Tuesday, November 01, 2005

Binary operators and the zero case

Suppose we have a binary operator S × S → S with a left identity e. Let's define a new function ◊ on finite sequences of elements of S as follows: ◊(A) = e, if A is the empty sequence; and ◊(A) = ◊(prefix(Ak))Ak, if A is a sequence of length k+1. I've found this new function referred to as the "bulk action" of , as an "iterated binary operation", and in the context of parallel programming, as the "prefix operation", but couldn't find evidence that any of these terms is in widespread use. I'll use the phrase "bulk action" until someone points me to a better phrase.

The bulk action is well-known for some common operators, and less well-known for others:

OperatorBulk ActionIdentity
× (multiplication)∏ (finite product)1
∧ (conjunction)∀ (universal quantification)true
∨ (disjunction)∃ (existential quantification)false
↑ (maximum)max (maximum)-∞
↓ (minimum)min (minimum)+∞
Note that I'm playing a bit fast-and-loose here in using the infinities. It just means the underlying set S can't be the integers or the reals, but must instead be extended to include the infinity elements, with the natural extension of the min and max operators.

As a programmer, I've frequently found code that behaved incorrectly or was overly complex because of a failure to make the behavior on empty lists consistent with the identity element. Consider it a red flag if you have to unroll the first loop iteration.

Thursday, October 27, 2005

Zero and the empty set

How do you feel about zero and the empty set?

I just finished reading Where Mathematics Comes From, by George Lakoff and Rafael Núñez. On the whole, I enjoyed the book, and thought it was a nice overview of lots of different mathematical ideas, most of which were familiar to me, and some of which were not. As a mathematician and computer scientist with some AI/cognitive science background, I thought that some of the presentation was a little clunky. Some arguments that I find fairly easy to understand when presented as proofs were less clear when presented textually for a less mathematically inclined audience. I have three main complaints with the book.

The first is with their technique of "mathematical idea analysis", in which they state that a particular metaphor is being applied in some area of mathematics (between two mathematical domains or between a mathematical domain and some conception of the real world), and then provide an explicit mapping between concepts in the two domains. I think the concept is great, but after a few examples it became fairly tedious, and seemed like filler. Maybe this wouldn't be a problem for someone who was less familiar with the domains under discussion.

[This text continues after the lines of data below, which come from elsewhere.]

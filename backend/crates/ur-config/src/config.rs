use crate::{
    CONFIG_DIR_ENV, CONFIG_FILENAME, ConfigError, ConfigErrorResult, DEFAULT_CONFIG_DIR,
    LoggingConfig, RegistryConfig, StoreBackend, StoreConfig,
};

use std::path::{Path, PathBuf};

use log::info;
use serde::Deserialize;

#[derive(Debug, Clone, Deserialize, Default)]
#[serde(default)]
pub struct Config {
    pub registry: RegistryConfig,
    pub store: StoreConfig,
    pub logging: LoggingConfig,
}

impl Config {
    /// Load config.
    ///
    /// Loading order:
    /// 1. Check for UR_CONFIG_DIR env var, else use ./.ur/
    /// 2. Load config.toml if it exists, else use defaults
    /// 3. Apply UR_* environment variable overrides
    ///
    /// Does NOT validate - call validate() after load().
    pub fn load() -> ConfigErrorResult<Self> {
        let config_path = Self::config_dir()?.join(CONFIG_FILENAME);

        let mut config = if config_path.exists() {
            Self::load_toml(&config_path)?
        } else {
            Config::default()
        };

        config.apply_env_overrides();

        Ok(config)
    }

    /// Load and parse TOML file with detailed error context.
    fn load_toml(path: &Path) -> ConfigErrorResult<Self> {
        let contents = std::fs::read_to_string(path).map_err(|e| ConfigError::Io {
            path: path.to_path_buf(),
            source: e,
        })?;

        toml::from_str(&contents).map_err(|e| ConfigError::Toml {
            path: path.to_path_buf(),
            source: e,
        })
    }

    /// Get the config directory.
    /// Priority: UR_CONFIG_DIR env var > ./.ur/ (relative to cwd)
    pub fn config_dir() -> ConfigErrorResult<PathBuf> {
        if let Ok(dir) = std::env::var(CONFIG_DIR_ENV) {
            return Ok(PathBuf::from(dir));
        }

        let cwd = std::env::current_dir()
            .map_err(|_| ConfigError::config("Cannot determine current working directory"))?;
        Ok(cwd.join(DEFAULT_CONFIG_DIR))
    }

    /// Validate all configuration.
    /// Call after load() to catch all errors at startup.
    pub fn validate(&self) -> ConfigErrorResult<()> {
        self.registry.validate()?;
        self.store.validate()?;
        Ok(())
    }

    /// Get absolute path to the SQLite store file.
    pub fn store_path(&self) -> ConfigErrorResult<PathBuf> {
        Ok(Self::config_dir()?.join(&self.store.path))
    }

    /// Log configuration summary.
    pub fn log_summary(&self) {
        info!("Configuration loaded:");
        info!(
            "  registry: {}/{}",
            self.registry.namespace, self.registry.name
        );

        match self.store.backend {
            StoreBackend::Memory => info!(
                "  store: {} (timeout {}s)",
                self.store.backend, self.store.timeout_secs
            ),
            StoreBackend::Sqlite => info!(
                "  store: {} at {} (timeout {}s)",
                self.store.backend, self.store.path, self.store.timeout_secs
            ),
        }

        info!(
            "  logging: {} (colored: {}, file: {})",
            *self.logging.level,
            self.logging.colored,
            self.logging.file.as_deref().unwrap_or("stdout")
        );
    }

    fn apply_env_overrides(&mut self) {
        // Registry
        Self::apply_env_string("UR_REGISTRY_NAMESPACE", &mut self.registry.namespace);
        Self::apply_env_string("UR_REGISTRY_NAME", &mut self.registry.name);

        // Store
        Self::apply_env_parse("UR_STORE_BACKEND", &mut self.store.backend);
        Self::apply_env_string("UR_STORE_PATH", &mut self.store.path);
        Self::apply_env_parse("UR_STORE_TIMEOUT_SECS", &mut self.store.timeout_secs);

        // Logging
        Self::apply_env_parse("UR_LOG_LEVEL", &mut self.logging.level);
        Self::apply_env_bool("UR_LOG_COLORED", &mut self.logging.colored);
        Self::apply_env_option_string("UR_LOG_FILE", &mut self.logging.file);
    }

    /// Helper: Apply environment variable override for String values
    fn apply_env_string(var_name: &str, target: &mut String) {
        if let Ok(val) = std::env::var(var_name) {
            *target = val;
        }
    }

    /// Helper: Apply environment variable override for bool values (accepts "true"/"1")
    fn apply_env_bool(var_name: &str, target: &mut bool) {
        if let Ok(val) = std::env::var(var_name) {
            *target = val == "true" || val == "1";
        }
    }

    /// Helper: Apply environment variable override for parseable values
    fn apply_env_parse<T: std::str::FromStr>(var_name: &str, target: &mut T) {
        if let Ok(val) = std::env::var(var_name)
            && let Ok(parsed) = val.parse()
        {
            *target = parsed;
        }
    }

    /// Helper: Apply environment variable override for Option<String> values
    fn apply_env_option_string(var_name: &str, target: &mut Option<String>) {
        if let Ok(val) = std::env::var(var_name) {
            *target = Some(val);
        }
    }
}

The second is that while the book did a great job of describing the metaphors and conceptual mappings, it didn't do such a good job of providing evidence that people are actually using these metaphors when doing these kinds of math. Suppose I claim that when people do modulo 3 arithmetic, they are really using mental mechanisms evolved to deal with traffic lights. Even if you think it's a good metaphor (which it probably isn't, for several reasons), it's certainly not obvious a priori that it really describes what's going on cognitively. There may well be experiments to test t he hypothesis, but they would have to be very careful not to confuse correlation and causation. Although I'm confident that Lakoff and Núñez are doing experiments to back up their claims, I don't think the book discussed such experiments sufficiently.

My third complaint is that the book seems to suggest that if a mathematical idea is not obvious or "inherent", it must be a metaphor. It is not obvious that the earth orbits the sun. Does this mean that when we think about the earth orbiting the sun, we are necessarily doing it metaphorically? In particular, I feel that the book treats zero and the empty set or collection unfairly. Just because it took people a while to start using them does not mean that they only exist as the products of metaphor. The authors seem to have a particular problem with the empty collection, and especially confuse it with the absence of a collection, even in the concrete domain of physical objects. I think the problem is that when they talk about a collection of objects in space, they do it in the absence of a notion of boundaries or containers. I can see how a person might have trouble distinguishing an empty collection of objects from the absence of a collection in a vacuum, but who has trouble distinguishing an empty bag of Scrabble tiles from not having a bag of Scrabble tiles, or a circle of string with no marbles inside from an empty floor with no circle of string?

I find zero and the empty set easy to use and understand. Admittedly, not everything about them is obvious, such as uniqueness of the empty set (types?!), the trivial subset relation, and the zero case of things like exponentiation, sums, and products. But I like them. How do you feel?

Friday, October 21, 2005

Welcome...

to a blog about Nothing and Everything.